* Problem requirements *
Please write each entry out again exactly as shown.

* The data *
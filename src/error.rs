//! Error handling for the board engine
//!
//! Errors fall into four families: compile errors raised before anything is
//! sent, timeouts on board round trips, connection loss, and capability
//! failures. Stale or duplicate notifications are never errors; they are
//! dropped where they are detected.

use crate::types::PendingKey;
use thiserror::Error;

/// Errors raised while lowering a route description to commands
#[derive(Error, Debug, Clone, PartialEq, Eq)]
pub enum CompileError {
    /// A node references a name that is not defined earlier
    #[error("Unresolved name '{0}'")]
    UnresolvedName(String),

    /// A name is already in use by a live node
    #[error("Duplicate name '{0}'")]
    DuplicateName(String),

    /// A named reference resolves to a node of the wrong kind
    #[error("Name '{name}' does not refer to a {expected}")]
    UnknownReference { name: String, expected: String },

    /// Packing factor beyond what the processor module accepts
    #[error("Pack count {requested} exceeds maximum of {max}")]
    PackCapacity { requested: u8, max: u8 },

    /// Packed/accounted frame wider than one notification
    #[error("Frame of {bytes} bytes exceeds notification capacity of {max} bytes")]
    FrameOverflow { bytes: usize, max: usize },

    /// A node cannot consume its upstream's output
    #[error("Incompatible input: {0}")]
    IncompatibleInput(String),

    /// A route with no terminal or board-side node
    #[error("Route has no nodes")]
    EmptyRoute,
}

/// Main error type for board operations
#[derive(Error, Debug)]
pub enum BoardError {
    /// Route description rejected before any command was sent
    #[error("Compile error: {0}")]
    Compile(#[from] CompileError),

    /// No reply within the bound, or the class has no ids left
    #[error("Resource timeout: {key}")]
    ResourceTimeout { key: PendingKey },

    /// Disconnected while an operation was pending
    #[error("Connection lost")]
    ConnectionLost,

    /// Operation not allowed in the current state or on this board revision
    #[error("Invalid operation: {0}")]
    InvalidOperation(String),

    /// Malformed frame
    #[error("Protocol error: {0}")]
    Protocol(String),

    /// Errors related to configuration loading/saving
    #[error("Configuration error: {0}")]
    Config(String),

    /// Serialization errors
    #[error("Serialization error: {0}")]
    Serialization(String),

    /// IO errors
    #[error("IO error: {0}")]
    Io(#[from] std::io::Error),

    /// Generic errors with context
    #[error("{context}: {source}")]
    WithContext {
        context: String,
        #[source]
        source: Box<BoardError>,
    },
}

impl BoardError {
    /// Add context to an error
    pub fn with_context(self, context: impl Into<String>) -> Self {
        BoardError::WithContext {
            context: context.into(),
            source: Box::new(self),
        }
    }

    /// The innermost error, skipping context wrappers
    pub fn root(&self) -> &BoardError {
        match self {
            BoardError::WithContext { source, .. } => source.root(),
            other => other,
        }
    }

    /// Whether this is an I/O-class failure that is safe to retry after reconnecting
    pub fn is_connection_lost(&self) -> bool {
        matches!(self.root(), BoardError::ConnectionLost | BoardError::Io(_))
    }

    /// Whether this is a resource timeout
    pub fn is_timeout(&self) -> bool {
        matches!(self.root(), BoardError::ResourceTimeout { .. })
    }
}

/// Result type alias for board operations
pub type Result<T> = std::result::Result<T, BoardError>;

/// Extension trait for adding context to Results
pub trait ResultExt<T> {
    /// Add context to an error result
    fn context(self, context: impl Into<String>) -> Result<T>;

    /// Add context lazily to an error result
    fn with_context<F>(self, f: F) -> Result<T>
    where
        F: FnOnce() -> String;
}

impl<T> ResultExt<T> for Result<T> {
    fn context(self, context: impl Into<String>) -> Result<T> {
        self.map_err(|e| e.with_context(context))
    }

    fn with_context<F>(self, f: F) -> Result<T>
    where
        F: FnOnce() -> String,
    {
        self.map_err(|e| e.with_context(f()))
    }
}
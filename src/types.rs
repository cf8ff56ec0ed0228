//! Core data types shared across the engine
//!
//! # Main Types
//!
//! - [`ResourceClass`] - The five kinds of board-assigned identifiers
//! - [`PendingKey`] - What a pending round trip is waiting for
//! - [`DataValue`] - A decoded value from a stream or log entry
//! - [`Sample`] - A decoded value with its reconstructed wall-clock timestamp

use chrono::{DateTime, Utc};
use serde::{Deserialize, Serialize};
use std::fmt;

use crate::registry::ModuleId;

/// A class of board-side resource whose id is assigned by the board
#[derive(Debug, Clone, Copy, PartialEq, Eq, Hash, PartialOrd, Ord, Serialize, Deserialize)]
pub enum ResourceClass {
    /// Logger slot
    Logger,
    /// Data processor slot
    Processor,
    /// Event binding slot
    Event,
    /// Timer slot
    Timer,
    /// Macro slot
    Macro,
}

impl ResourceClass {
    /// All resource classes
    pub const ALL: [ResourceClass; 5] = [
        ResourceClass::Logger,
        ResourceClass::Processor,
        ResourceClass::Event,
        ResourceClass::Timer,
        ResourceClass::Macro,
    ];

    /// The module owning this resource class
    pub fn module(self) -> ModuleId {
        match self {
            ResourceClass::Logger => ModuleId::Logging,
            ResourceClass::Processor => ModuleId::DataProcessor,
            ResourceClass::Event => ModuleId::Event,
            ResourceClass::Timer => ModuleId::Timer,
            ResourceClass::Macro => ModuleId::Macro,
        }
    }

    /// Opcode of the creation command, echoed back by the board with the assigned id
    pub fn creation_opcode(self) -> u8 {
        0x02
    }

    /// Classify a `[module, opcode]` pair as a creation notification
    pub fn from_creation(module: u8, opcode: u8) -> Option<Self> {
        Self::ALL
            .into_iter()
            .find(|c| c.module() as u8 == module && c.creation_opcode() == opcode)
    }

    /// Number of ids the board hands out when it does not report a capacity
    pub fn default_capacity(self) -> u8 {
        match self {
            ResourceClass::Logger => 8,
            ResourceClass::Processor => 28,
            ResourceClass::Event => 28,
            ResourceClass::Timer => 8,
            ResourceClass::Macro => 8,
        }
    }

    /// Display name
    pub fn display_name(self) -> &'static str {
        match self {
            ResourceClass::Logger => "logger",
            ResourceClass::Processor => "processor",
            ResourceClass::Event => "event",
            ResourceClass::Timer => "timer",
            ResourceClass::Macro => "macro",
        }
    }
}

impl fmt::Display for ResourceClass {
    fn fmt(&self, f: &mut fmt::Formatter<'_>) -> fmt::Result {
        write!(f, "{}", self.display_name())
    }
}

/// Key of a pending request/response round trip
#[derive(Debug, Clone, Copy, PartialEq, Eq, Hash, Serialize, Deserialize)]
pub enum PendingKey {
    /// Waiting for a board-assigned id
    Allocation(ResourceClass),
    /// Waiting for a register read response (`register` has the read bit set)
    Read { module: u8, register: u8 },
}

impl fmt::Display for PendingKey {
    fn fmt(&self, f: &mut fmt::Formatter<'_>) -> fmt::Result {
        match self {
            PendingKey::Allocation(class) => write!(f, "{} allocation", class),
            PendingKey::Read { module, register } => {
                write!(f, "register read [{:#04x}, {:#04x}]", module, register)
            }
        }
    }
}

/// A decoded value
#[derive(Debug, Clone, PartialEq, Serialize, Deserialize)]
pub enum DataValue {
    /// Unscaled unsigned integer
    UInt(u64),
    /// Unscaled signed integer
    Int(i64),
    /// Scaled scalar
    Float(f32),
    /// Scaled multi-axis value
    Vector(Vec<f32>),
    /// Bytes with no numeric interpretation (buffers, fused frames)
    Bytes(Vec<u8>),
}


/// A decoded value with its wall-clock timestamp
#[derive(Debug, Clone, PartialEq, Serialize, Deserialize)]
pub struct Sample {
    /// Reconstructed timestamp
    pub timestamp: DateTime<Utc>,
    /// Decoded value
    pub value: DataValue,
}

* Expected answer *
filename src/error.rs
//! Error handling for the board engine
//!
//! Errors fall into four families: compile errors raised before anything is
//! sent, timeouts on board round trips, connection loss, and capability
//! failures. Stale or duplicate notifications are never errors; they are
//! dropped where they are detected.

use crate::types::PendingKey;
use thiserror::Error;

/// Errors raised while lowering a route description to commands
#[derive(Error, Debug, Clone, PartialEq, Eq)]
pub enum CompileError {
    /// A node references a name that is not defined earlier
    #[error("Unresolved name '{0}'")]
    UnresolvedName(String),

    /// A name is already in use by a live node
    #[error("Duplicate name '{0}'")]
    DuplicateName(String),

    /// A named reference resolves to a node of the wrong kind
    #[error("Name '{name}' does not refer to a {expected}")]
    UnknownReference { name: String, expected: String },

    /// Packing factor beyond what the processor module accepts
    #[error("Pack count {requested} exceeds maximum of {max}")]
    PackCapacity { requested: u8, max: u8 },

    /// Packed/accounted frame wider than one notification
    #[error("Frame of {bytes} bytes exceeds notification capacity of {max} bytes")]
    FrameOverflow { bytes: usize, max: usize },

    /// A node cannot consume its upstream's output
    #[error("Incompatible input: {0}")]
    IncompatibleInput(String),

    /// A route with no terminal or board-side node
    #[error("Route has no nodes")]
    EmptyRoute,
}

/// Main error type for board operations
#[derive(Error, Debug)]
pub enum BoardError {
    /// Route description rejected before any command was sent
    #[error("Compile error: {0}")]
    Compile(#[from] CompileError),

    /// No reply within the bound, or the class has no ids left
    #[error("Resource timeout: {key}")]
    ResourceTimeout { key: PendingKey },

    /// Disconnected while an operation was pending
    #[error("Connection lost")]
    ConnectionLost,

    /// Operation not allowed in the current state or on this board revision
    #[error("Invalid operation: {0}")]
    InvalidOperation(String),

    /// Malformed frame
    #[error("Protocol error: {0}")]
    Protocol(String),

    /// Errors related to configuration loading/saving
    #[error("Configuration error: {0}")]
    Config(String),

    /// Serialization errors
    #[error("Serialization error: {0}")]
    Serialization(String),

    /// IO errors
    #[error("IO error: {0}")]
    Io(#[from] std::io::Error),

    /// Generic errors with context
    #[error("{context}: {source}")]
    WithContext {
        context: String,
        #[source]
        source: Box<BoardError>,
    },
}

impl BoardError {
    /// Add context to an error
    pub fn with_context(self, context: impl Into<String>) -> Self {
        BoardError::WithContext {
            context: context.into(),
            source: Box::new(self),
        }
    }

    /// The innermost error, skipping context wrappers
    pub fn root(&self) -> &BoardError {
        match self {
            BoardError::WithContext { source, .. } => source.root(),
            other => other,
        }
    }

    /// Whether this is an I/O-class failure that is safe to retry after reconnecting
    pub fn is_connection_lost(&self) -> bool {
        matches!(self.root(), BoardError::ConnectionLost | BoardError::Io(_))
    }

    /// Whether this is a resource timeout
    pub fn is_timeout(&self) -> bool {
        matches!(self.root(), BoardError::ResourceTimeout { .. })
    }
}

/// Result type alias for board operations
pub type Result<T> = std::result::Result<T, BoardError>;

/// Extension trait for adding context to Results
pub trait ResultExt<T> {
    /// Add context to an error result
    fn context(self, context: impl Into<String>) -> Result<T>;

    /// Add context lazily to an error result
    fn with_context<F>(self, f: F) -> Result<T>
    where
        F: FnOnce() -> String;
}

impl<T> ResultExt<T> for Result<T> {
    fn context(self, context: impl Into<String>) -> Result<T> {
        self.map_err(|e| e.with_context(context))
    }

    fn with_context<F>(self, f: F) -> Result<T>
    where
        F: FnOnce() -> String,
    {
        self.map_err(|e| e.with_context(f()))
    }
}
filename src/types.rs
repository cf8ff56ec0ed0228
//! Core data types shared across the engine
//!
//! # Main Types
//!
//! - [`ResourceClass`] - The five kinds of board-assigned identifiers
//! - [`PendingKey`] - What a pending round trip is waiting for
//! - [`DataValue`] - A decoded value from a stream or log entry
//! - [`Sample`] - A decoded value with its reconstructed wall-clock timestamp

use chrono::{DateTime, Utc};
use serde::{Deserialize, Serialize};
use std::fmt;

use crate::registry::ModuleId;

/// A class of board-side resource whose id is assigned by the board
#[derive(Debug, Clone, Copy, PartialEq, Eq, Hash, PartialOrd, Ord, Serialize, Deserialize)]
pub enum ResourceClass {
    /// Logger slot
    Logger,
    /// Data processor slot
    Processor,
    /// Event binding slot
    Event,
    /// Timer slot
    Timer,
    /// Macro slot
    Macro,
}

impl ResourceClass {
    /// All resource classes
    pub const ALL: [ResourceClass; 5] = [
        ResourceClass::Logger,
        ResourceClass::Processor,
        ResourceClass::Event,
        ResourceClass::Timer,
        ResourceClass::Macro,
    ];

    /// The module owning this resource class
    pub fn module(self) -> ModuleId {
        match self {
            ResourceClass::Logger => ModuleId::Logging,
            ResourceClass::Processor => ModuleId::DataProcessor,
            ResourceClass::Event => ModuleId::Event,
            ResourceClass::Timer => ModuleId::Timer,
            ResourceClass::Macro => ModuleId::Macro,
        }
    }

    /// Opcode of the creation command, echoed back by the board with the assigned id
    pub fn creation_opcode(self) -> u8 {
        0x02
    }

    /// Classify a `[module, opcode]` pair as a creation notification
    pub fn from_creation(module: u8, opcode: u8) -> Option<Self> {
        Self::ALL
            .into_iter()
            .find(|c| c.module() as u8 == module && c.creation_opcode() == opcode)
    }

    /// Number of ids the board hands out when it does not report a capacity
    pub fn default_capacity(self) -> u8 {
        match self {
            ResourceClass::Logger => 8,
            ResourceClass::Processor => 28,
            ResourceClass::Event => 28,
            ResourceClass::Timer => 8,
            ResourceClass::Macro => 8,
        }
    }

    /// Display name
    pub fn display_name(self) -> &'static str {
        match self {
            ResourceClass::Logger => "logger",
            ResourceClass::Processor => "processor",
            ResourceClass::Event => "event",
            ResourceClass::Timer => "timer",
            ResourceClass::Macro => "macro",
        }
    }
}

impl fmt::Display for ResourceClass {
    fn fmt(&self, f: &mut fmt::Formatter<'_>) -> fmt::Result {
        write!(f, "{}", self.display_name())
    }
}

/// Key of a pending request/response round trip
#[derive(Debug, Clone, Copy, PartialEq, Eq, Hash, Serialize, Deserialize)]
pub enum PendingKey {
    /// Waiting for a board-assigned id
    Allocation(ResourceClass),
    /// Waiting for a register read response (`register` has the read bit set)
    Read { module: u8, register: u8 },
}

impl fmt::Display for PendingKey {
    fn fmt(&self, f: &mut fmt::Formatter<'_>) -> fmt::Result {
        match self {
            PendingKey::Allocation(class) => write!(f, "{} allocation", class),
            PendingKey::Read { module, register } => {
                write!(f, "register read [{:#04x}, {:#04x}]", module, register)
            }
        }
    }
}

/// A decoded value
#[derive(Debug, Clone, PartialEq, Serialize, Deserialize)]
pub enum DataValue {
    /// Unscaled unsigned integer
    UInt(u64),
    /// Unscaled signed integer
    Int(i64),
    /// Scaled scalar
    Float(f32),
    /// Scaled multi-axis value
    Vector(Vec<f32>),
    /// Bytes with no numeric interpretation (buffers, fused frames)
    Bytes(Vec<u8>),
}


/// A decoded value with its wall-clock timestamp
#[derive(Debug, Clone, PartialEq, Serialize, Deserialize)]
pub struct Sample {
    /// Reconstructed timestamp
    pub timestamp: DateTime<Utc>,
    /// Decoded value
    pub value: DataValue,
}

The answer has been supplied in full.